Uploaded the processed h5ad and seurat data for the paper into figshare(DOI: 10.6084/m9.figshare.30258697.v1).
This repository aims to share the raw data processing and visualization code used in the "Multiplexed spatial mapping of chromatin features, transcriptome, and proteins in tissues" paper. It is now published on Nature Methods Multiplexed spatial mapping of chromatin features, transcriptome and proteins in tissues
Next Generation Sequencing (NGS) was performed using the Illumina NovaSeq sequencer (paired-end 150 bp mode).
In the Data_preprocessing folder, directories beginning with Snakemake_* contain the code for preprocessing different modalities. The preprocessing pipeline utilizes raw FASTQ data as input, where Read 1 comprises genomic sequences, and Read 2 contains the spatial barcodes, specifically Barcode A and Barcode B.

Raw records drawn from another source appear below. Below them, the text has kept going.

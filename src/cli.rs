//! CLI interface for the resume tailor

use clap::{Parser, Subcommand};
use std::path::{Path, PathBuf};

#[derive(Parser)]
#[command(name = "resume-tailor")]
#[command(about = "Role-targeted resume restructuring and keyword coverage tool")]
#[command(long_about = "Parse a resume into sections, reorder them canonically, normalize capitalization and append the role keywords it does not mention yet")]
pub struct Cli {
    #[command(subcommand)]
    pub command: Commands,

    /// Enable verbose logging
    #[arg(short, long, global = true)]
    pub verbose: bool,

    /// Configuration file path
    #[arg(short, long, global = true)]
    pub config: Option<PathBuf>,
}

#[derive(Subcommand)]
pub enum Commands {
    /// Generate a tailored resume for a role
    Generate {
        /// Path to resume file (PDF, DOCX, MD); without it a job type template is used
        #[arg(short, long, conflicts_with_all = ["job_type", "template"])]
        resume: Option<PathBuf>,

        /// Job type directory holding keywords.csv and templates/ (default from config)
        #[arg(short, long)]
        job_type: Option<String>,

        /// Template name within the job type (default from config)
        #[arg(short, long)]
        template: Option<String>,

        /// JSON structure to render instead of the parsed resume
        #[arg(short, long)]
        structure: Option<PathBuf>,

        /// Target role tag in the keyword corpus
        #[arg(long)]
        role: Option<String>,

        /// Keyword corpus CSV
        #[arg(short, long)]
        keywords: Option<PathBuf>,

        /// Output directory
        #[arg(short, long)]
        output: Option<PathBuf>,

        /// Base name for output files ("John Doe" gives john_doe_resume.md)
        #[arg(short, long)]
        basename: Option<String>,

        /// Typeset the result to PDF
        #[arg(long)]
        pdf: bool,

        /// Upload the result to the configured destination
        #[arg(long)]
        upload: bool,

        /// Skip capitalization normalization
        #[arg(long)]
        no_formatting: bool,
    },

    /// Report keyword coverage of a resume
    Analyze {
        /// Path to resume file (PDF, DOCX, MD)
        #[arg(short, long)]
        resume: PathBuf,

        /// Target role tag in the keyword corpus
        #[arg(long)]
        role: Option<String>,

        /// Keyword corpus CSV
        #[arg(short, long)]
        keywords: Option<PathBuf>,

        /// Output format: console, json
        #[arg(short, long)]
        output: Option<String>,

        /// Save output to file, or into a directory under a generated name
        #[arg(short, long)]
        save: Option<PathBuf>,
    },

    /// Build a keyword corpus from a CSV of job descriptions
    Keywords {
        /// CSV with high_priority_keywords and low_priority_keywords columns
        #[arg(short, long)]
        input: PathBuf,

        /// Corpus CSV to write
        #[arg(short, long)]
        output: PathBuf,

        /// Role tag written on every row (default from config)
        #[arg(long)]
        role: Option<String>,
    },

    /// Print the parsed section structure as JSON
    Parse {
        /// Path to resume file (PDF, DOCX, MD)
        #[arg(short, long)]
        resume: PathBuf,

        /// Save output to file
        #[arg(short, long)]
        save: Option<PathBuf>,
    },

    /// Show configuration
    Config {
        #[command(subcommand)]
        action: Option<ConfigAction>,
    },
}

#[derive(Subcommand)]
pub enum ConfigAction {
    /// Show current configuration
    Show,

    /// Reset configuration to defaults
    Reset,

    /// Print the configuration file location
    Path,
}

/// Parse and validate output format
pub fn parse_output_format(format: &str) -> Result<crate::config::OutputFormat, String> {
    format.parse()
}

/// Validate file extension
pub fn validate_file_extension(path: &Path, allowed_extensions: &[&str]) -> Result<(), String> {
    match path.extension().and_then(|ext| ext.to_str()) {
        Some(ext) => {
            if allowed_extensions.contains(&ext.to_lowercase().as_str()) {
                Ok(())
            } else {
                Err(format!(
                    "Unsupported file extension: .{}. Allowed: {}",
                    ext,
                    allowed_extensions.join(", ")
                ))
            }
        }
        None => Err("File has no extension".to_string()),
    }
}
// ————————————————————————————————————————————————————————————————————————————
// TESTS
// ————————————————————————————————————————————————————————————————————————————

#[cfg(test)]
mod tests {
    use super::*;
    use serde_json::json;

    fn compile(schema: Value) -> Validator {
        Validator::compile(&SchemaNode::from_value(&schema).unwrap()).unwrap()
    }

    fn keywords(report: &ValidationReport) -> Vec<(&'static str, &str)> {
        report.errors.iter().map(|e| (e.keyword, e.address.as_str())).collect()
    }

    #[test]
    fn required_scenario() {
        let v = compile(json!({
            "type": "object",
            "required": ["id"],
            "properties": { "id": { "type": "string" } }
        }));
        let report = v.check(&json!({}));
        assert!(!report.valid);
        assert_eq!(keywords(&report), [("required", "id")]);
        assert_eq!(v.check(&json!({ "id": "x" })), ValidationReport { valid: true, errors: vec![] });
    }

    #[test]
    fn required_without_declared_property() {
        let v = compile(json!({ "required": ["a", "b"] }));
        let report = v.check(&json!({ "b": null }));
        assert_eq!(keywords(&report), [("required", "a")]);
    }

    #[test]
    fn absent_values_only_fail_required() {
        let v = compile(json!({
            "properties": { "n": { "type": "integer", "minimum": 3, "enum": [4, 5] } }
        }));
        assert!(v.is_valid(&json!({})));
        assert_eq!(keywords(&v.check(&json!({ "n": 1 }))), [("minimum", "n"), ("enum", "n")]);
    }

    #[test]
    fn type_unions() {
        let v = compile(json!({ "type": ["string", "null"] }));
        assert!(v.is_valid(&json!("a")));
        assert!(v.is_valid(&json!(null)));
        let report = v.check(&json!(1));
        assert_eq!(report.errors[0].message, "expected string | null, found number");
    }

    #[test]
    fn checks_do_not_short_circuit() {
        let v = compile(json!({ "type": "string", "minLength": 3, "pattern": "^[a-z]+$", "enum": ["abcd"] }));
        let report = v.check(&json!("A1"));
        assert_eq!(keywords(&report), [("minLength", ""), ("pattern", ""), ("enum", "")]);
    }

    #[test]
    fn anyof_rolls_back_failing_branches() {
        let v = compile(json!({ "anyOf": [{ "type": "string" }, { "type": "number" }] }));
        assert_eq!(v.check(&json!("x")), ValidationReport { valid: true, errors: vec![] });
        let report = v.check(&json!(true));
        assert_eq!(keywords(&report), [("type", ""), ("type", ""), ("anyOf", "")]);
        assert_eq!(report.errors_for("anyOf").count(), 1);
    }

    #[test]
    fn oneof_requires_exactly_one() {
        let v = compile(json!({ "oneOf": [{ "type": "integer" }, { "minimum": 2 }] }));
        assert!(v.is_valid(&json!(1)));
        assert!(v.is_valid(&json!(2.5)));
        let report = v.check(&json!(3));
        assert_eq!(keywords(&report), [("oneOf", "")]);
        let report = v.check(&json!(1.5));
        assert_eq!(report.errors.last().map(|e| e.keyword), Some("oneOf"));
    }

    #[test]
    fn combinators_skip_absent_values() {
        let v = compile(json!({
            "properties": {
                "a": { "oneOf": [{ "type": "string" }, { "type": "number" }] },
                "b": { "anyOf": [{ "type": "string" }, { "required": ["x"] }] }
            }
        }));
        assert_eq!(v.check(&json!({})), ValidationReport { valid: true, errors: vec![] });
        assert!(v.is_valid(&json!({ "a": 1, "b": "s" })));
        assert_eq!(keywords(&v.check(&json!({ "a": true }))), [("type", "a"), ("type", "a"), ("oneOf", "a")]);
    }

    #[test]
    fn not_inverts_and_skips_absent() {
        let v = compile(json!({ "properties": { "a": { "not": { "type": "string" } } } }));
        assert!(v.is_valid(&json!({ "a": 1 })));
        assert!(v.is_valid(&json!({})));
        assert_eq!(keywords(&v.check(&json!({ "a": "s" }))), [("not", "a")]);
    }

    #[test]
    fn allof_keeps_every_error() {
        let v = compile(json!({ "allOf": [{ "minimum": 5 }, { "multipleOf": 2 }] }));
        assert!(v.is_valid(&json!(6)));
        assert_eq!(keywords(&v.check(&json!(3))), [("minimum", ""), ("multipleOf", "")]);
    }

    #[test]
    fn nested_combinators_roll_back_independently() {
        let v = compile(json!({
            "anyOf": [
                { "oneOf": [{ "type": "string" }, { "type": "boolean" }] },
                { "type": "number" }
            ]
        }));
        assert!(v.is_valid(&json!(true)));
        assert!(v.is_valid(&json!(1)));
        assert!(!v.is_valid(&json!(null)));
    }

    #[test]
    fn multiple_of_precision() {
        let v = compile(json!({ "multipleOf": 0.01 }));
        assert!(v.is_valid(&json!(0.07)));
        assert!(!v.is_valid(&json!(0.075)));
    }

    #[test]
    fn exclusive_bounds() {
        let v = compile(json!({ "minimum": 1, "exclusiveMinimum": true, "maximum": 3 }));
        assert!(!v.is_valid(&json!(1)));
        assert!(v.is_valid(&json!(3)));
        assert!(!v.is_valid(&json!(3.01)));
    }

    #[test]
    fn string_length_counts_code_points() {
        let v = compile(json!({ "minLength": 2, "maxLength": 2 }));
        assert!(v.is_valid(&json!("日本")));
        assert!(v.is_valid(&json!("💩💩")));
        assert!(!v.is_valid(&json!("💩")));
    }

    #[test]
    fn format_resolution() {
        let v = compile(json!({ "format": "email" }));
        assert!(v.is_valid(&json!("a@b.co")));
        assert_eq!(keywords(&v.check(&json!("nope"))), [("format", "")]);

        let schema = SchemaNode::from_value(&json!({ "format": "sku" })).unwrap();
        assert!(matches!(Validator::compile(&schema), Err(SchemaError::UnknownFormat { .. })));
        let mut registry = FormatRegistry::new();
        registry.register("sku", r"^[A-Z]{3}-\d+$").unwrap();
        let v = Validator::compile_with(&schema, &registry).unwrap();
        assert!(v.is_valid(&json!("ABC-12")));
        assert!(!v.is_valid(&json!("abc")));
    }

    #[test]
    fn invalid_pattern_fails_compile() {
        let schema = SchemaNode::from_value(&json!({ "properties": { "a": { "pattern": "(" } } })).unwrap();
        match Validator::compile(&schema) {
            Err(SchemaError::InvalidPattern { address, .. }) => assert_eq!(address, "a"),
            other => panic!("unexpected: {other:?}"),
        }
    }

    #[test]
    fn arrays() {
        let v = compile(json!({
            "minItems": 1,
            "maxItems": 3,
            "uniqueItems": true,
            "items": { "type": "integer" }
        }));
        assert!(v.is_valid(&json!([1, 2, 3])));
        assert_eq!(keywords(&v.check(&json!([]))), [("minItems", "")]);
        assert_eq!(keywords(&v.check(&json!([1, 1.0]))), [("uniqueItems", "")]);
        assert_eq!(
            keywords(&v.check(&json!([1, "a", 2, "b"]))),
            [("maxItems", ""), ("type", "[1]"), ("type", "[3]")]
        );
    }

    #[test]
    fn unique_items_compares_structurally() {
        let v = compile(json!({ "uniqueItems": true }));
        assert!(!v.is_valid(&json!([{ "a": 1, "b": 2 }, { "b": 2, "a": 1 }])));
        assert!(v.is_valid(&json!([[1, 2], [2, 1]])));
    }

    #[test]
    fn tuples_and_additional_items() {
        let v = compile(json!({
            "items": [{ "type": "string" }, { "type": "number" }],
            "additionalItems": false
        }));
        assert!(v.is_valid(&json!(["a", 1])));
        assert!(v.is_valid(&json!(["a"])));
        assert_eq!(keywords(&v.check(&json!([1, 1, 1]))), [("type", "[0]"), ("additionalItems", "")]);

        let v = compile(json!({
            "items": [{ "type": "string" }],
            "additionalItems": { "type": "boolean" }
        }));
        assert!(v.is_valid(&json!(["a", true, false])));
        assert_eq!(keywords(&v.check(&json!(["a", true, 3]))), [("type", "[2]")]);
    }

    #[test]
    fn pattern_and_additional_properties_share_one_pass() {
        let v = compile(json!({
            "properties": { "id": { "type": "integer" } },
            "patternProperties": { "^x-": { "type": "string" } },
            "additionalProperties": false
        }));
        assert!(v.is_valid(&json!({ "id": 1, "x-a": "s" })));
        let report = v.check(&json!({ "id": 1, "x-a": 2, "other": true }));
        assert_eq!(keywords(&report), [("type", "x-a"), ("additionalProperties", "other")]);

        let key_loops = v.ops().iter().filter(|op| matches!(op, CheckOp::KeysBegin { .. })).count();
        assert_eq!(key_loops, 1);
    }

    #[test]
    fn additional_properties_schema() {
        let v = compile(json!({
            "properties": { "a": {} },
            "additionalProperties": { "type": "number" }
        }));
        assert!(v.is_valid(&json!({ "a": "anything", "b": 1 })));
        assert_eq!(keywords(&v.check(&json!({ "b": "s" }))), [("type", "b")]);
    }

    #[test]
    fn object_counts_and_dependencies() {
        let v = compile(json!({
            "minProperties": 1,
            "maxProperties": 3,
            "dependencies": {
                "card": ["billing"],
                "ship": { "required": ["address"] }
            }
        }));
        assert_eq!(keywords(&v.check(&json!({}))), [("minProperties", "")]);
        assert!(v.is_valid(&json!({ "card": 1, "billing": 2 })));
        assert_eq!(keywords(&v.check(&json!({ "card": 1 }))), [("dependencies", "")]);
        assert_eq!(keywords(&v.check(&json!({ "ship": true }))), [("required", "address")]);
        assert!(!v.is_valid(&json!({ "a": 1, "b": 2, "c": 3, "d": 4 })));
    }

    #[test]
    fn nested_addresses() {
        let v = compile(json!({
            "properties": {
                "users": {
                    "items": {
                        "required": ["name"],
                        "properties": { "tags": { "items": { "type": "string" } } }
                    }
                }
            }
        }));
        let report = v.check(&json!({ "users": [{ "name": "a" }, { "tags": ["x", 1] }] }));
        assert_eq!(keywords(&report), [("required", "users[1].name"), ("type", "users[1].tags[1]")]);
    }

    #[test]
    fn enum_uses_structural_equality() {
        let v = compile(json!({ "enum": [1, "a", { "k": [1, 2] }, null] }));
        assert!(v.is_valid(&json!(1.0)));
        assert!(v.is_valid(&json!({ "k": [1, 2] })));
        assert!(v.is_valid(&json!(null)));
        assert!(!v.is_valid(&json!({ "k": [2, 1] })));
        assert!(!v.is_valid(&json!("1")));
    }

    #[test]
    fn check_is_deterministic() {
        let v = compile(json!({
            "properties": { "a": { "type": "string" }, "b": { "anyOf": [{ "type": "null" }, { "minimum": 1 }] } },
            "additionalProperties": { "type": "boolean" }
        }));
        let x = json!({ "a": 1, "b": 0, "c": "s", "d": 4 });
        assert_eq!(v.check(&x), v.check(&x));
        assert!(!v.check(&x).valid);
    }

    #[test]
    fn deep_nesting() {
        let mut node = SchemaNode::from_value(&json!({ "type": "integer" })).unwrap();
        let mut instance = json!(1);
        for _ in 0..200 {
            let mut parent = SchemaNode::default();
            parent.properties = Some([("n".to_string(), node)].into_iter().collect());
            node = parent;
            instance = json!({ "n": instance });
        }
        let v = Validator::compile(&node).unwrap();
        assert!(v.is_valid(&instance));
        let report = v.check(&json!({ "n": { "n": "x" } }));
        assert!(report.valid, "absent deeper levels are not errors");
    }

    #[test]
    fn validator_is_send_and_sync() {
        fn assert_send_sync<T: Send + Sync>() {}
        assert_send_sync::<Validator>();
    }
}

The preprocessing pipeline we developed using the Snakemake workflow management system is in the Data_preprocessing folder. After putting the input files in the correct directory, to run the pipeline, use the command:
sbatch Snakemake.sh
Brief descriptions of the preprocessing pipeline in Snakefile:
(1) Directory and File Setup
- Automates the creation of directories for storing raw and processed data per sample.
- List samples dynamically based on the provided raw data directory.
(2) Reads Filtering
filter_primer: Utilize bbduk to filter sequences with primers from the reads.filter_L1&filter_L2: Further filtering steps target specific linker sequences.
(3) Barcode Processing
bc_process: Extract and reformat the data. (BC_process.py)R1_rename: Rename and reorganize the processed reads for consistency and further processing.
(4) Barcode Tagging and Matching
taggd: Correct barcodes and prepare the data for demultiplexing.add_BC: Integrate barcode information into sequencing reads based on a pre-generated list of barcodes and their matches to specific reads. (add_BC.py)
(5) Adapter Trimming
adapter_trim: Trims sequencing adapters from the reads using Trim Galore, preparing them for alignment.
(6) Sequence Alignment
bwa_align: Map reads to a reference genome with BWA, followed by sorting and indexing the alignments using samtools.
(7) Fragment File Generation
fragments: Transforms BAM files into sorted, compressed, and indexed BED files using sinto toolkit, for downstream analysis.
Identify pixels on tissue from microscope image using Python
See the files in Image_preprocess under Data_preprocessing folder.
All downstream analyses were completed with R language. The package used extensively the functions in Seurat v.4.3.0.1, ArchR v1.0.2, ClusterProfiler v4.8.3, Slingshot v2.2.1, FigR v0.1.0. To ensure reproducibility, we have provided a comprehensive tutorial demonstrating the joint analysis of multiple modalities and data visualization. You can access the tutorial here: SpatialMuxSeq vignette or in Fig1_joint_analysis.Rmd. The data needed for it can be found on figshare(DOI: 10.6084/m9.figshare.27265410).
Brief descriptions of analysis scripts:
ArchR.R: Analysis of ATAC/histone modifications data.
RNA.R: Analysis of RNA data
GO.R: GO enrichment analysis for marker genes.
Multi_omics_integration.r and Multi_omics_integration_prepare.r: Multi-omics analysis.
RCTD: Cell-type annotation and deconvolution.
FigR: Gene regulation analysis
Functions:
spatial_data_visualization.R: Visualize spatially resolved data on tissue sections.
Pengfei Guo, Liran Mao, Yufan Chen, Chin Nien Lee, Angelysia Cardilla, Mingyao Li, Marek Bartosovic, and Yanxiang Deng. "Multiplexed spatial mapping of chromatin features, transcriptome, and proteins in tissues."